Social work does need a lot of creativity, spiritualism, catholic taste as far as learning goes and other such attributes as are obviously not hallmarks of the leftists; they are known for other reasons.
Atomic science can hardly be crucified for the acts of a few delinquents!
Annie Oakley - I didn't say that women are "too emotional" I said that men are more likely to be emotionally dispassionate. Your emotive response tends to confirm that. Oh - and I'm an excellent shot too albeit with more precise weapons than a shotgun.
Anon (social worker?).
"If men were more likely to be less emotionally dispassionate, the world could not have needed help all around."
Why? That makes absolutely no sense whatsoever! ... and men are MORE likely to be emotionally dispassionate, not less.
"Social work does need a lot of creativity, spiritualism, catholic taste as far as learning goes and other such attributes as are obviously not hallmarks of the leftists"
Maybe so - but the vast majority of social workers are leftists (they are typically recruited through left wing organisations such as the Guardian) and leftist culture dominates the social work management scene. What you say doesn't dispute my view that the social work system needs more right wingers - especially in the higher echelons.
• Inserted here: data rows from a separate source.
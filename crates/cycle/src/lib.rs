//! Cycle state manager.
//!
//! Owns the shuffled-permutation cycle over the color catalog: loading the
//! persisted [`CycleState`], projecting it for display, advancing the cursor,
//! and writing the result back through a [`StateStore`].
//!
//! ```text
//!   GET  /api/state       ──► load ──► view
//!   POST /api/next-color  ──► load ──► advance ──► save
//! ```
//!
//! Loads never fail: an absent or corrupt record is replaced by a fresh
//! shuffle (not persisted until the next advance). Saves can fail with a
//! [`PersistenceError`], which the caller reports as a server error.
//!
//! [`CycleState`]: chroma_types::CycleState
//! [`StateStore`]: chroma_storage::StateStore
//! [`PersistenceError`]: chroma_storage::PersistenceError

mod manager;

pub use manager::CycleManager;
//! Logging setup.

use anyhow::Result;
use std::fs;
use std::path::Path;
use tracing_appender::non_blocking::WorkerGuard;
use tracing_subscriber::EnvFilter;

/// Install the global tracing subscriber.
///
/// `RUST_LOG` takes precedence over `log_level`. With a `log_file`, output
/// goes through a non-blocking file writer without ANSI colors; keep the
/// returned guard alive for the life of the process so buffered lines are
/// flushed.
pub fn init_logging(log_level: &str, log_file: Option<&Path>) -> Result<Option<WorkerGuard>> {
    let builder = tracing_subscriber::fmt();
    let filter = || EnvFilter::try_from_default_env().unwrap_or_else(|_| EnvFilter::new(log_level));

    let Some(log_file) = log_file else {
        builder.with_env_filter(filter()).init();
        return Ok(None);
    };

    if let Some(parent) = log_file.parent() {
        if !parent.as_os_str().is_empty() {
            fs::create_dir_all(parent)?;
        }
    }
    let file_name = log_file
        .file_name()
        .ok_or_else(|| anyhow::anyhow!("Invalid log file name"))?
        .to_string_lossy()
        .to_string();
    let directory = log_file
        .parent()
        .filter(|p| !p.as_os_str().is_empty())
        .unwrap_or(Path::new("."))
        .to_path_buf();

    let file_appender = tracing_appender::rolling::never(directory, file_name);
    let (non_blocking, guard) = tracing_appender::non_blocking(file_appender);

    builder
        .with_writer(non_blocking)
        .with_ansi(false)
        .with_target(true)
        .with_thread_ids(true)
        .with_env_filter(filter())
        .init();

    Ok(Some(guard))
}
"Atomic science can hardly be crucified for the acts of a few delinquents!"
Except they aren't delinquents - not in the sense that they appear to be anything other than examples of mainstream social workers, and not in the sense that, had they not been caught red-handed, their fellow social workers would ever have spoken out against them.
To be honest, I'm finding it hard to think of any "delinquents" in atomic science. I'm sure there are plenty of political delinquents who have used the products of atomic science for their own evil endeavours - but you can't blame that on the science or the scientists.
There are, however, plenty of delinquent social workers at every level from the top to the bottom. There are clearly some very delinquent senior managers in social work - as the Baby P case highlighted - and they can hardly be described as poorly paid.
Social workers have a very good pay and career structure - far better than most people in the private sector could hope for and with much better job security. The profession has repeatedly failed in every strata of society in which it operates. Rather than offer them more money and status it is time the people demanded that either social work as a profession starts delivering genuine results or the whole damn thing will be dismantled.
I make no secret of my disdain for the quackery that goes under the name of social science. Since it became accepted there is no doubt that social problems have got worse not better and, although I believe social work is not responsible for the problems of society, it is clear that social work does little to help them.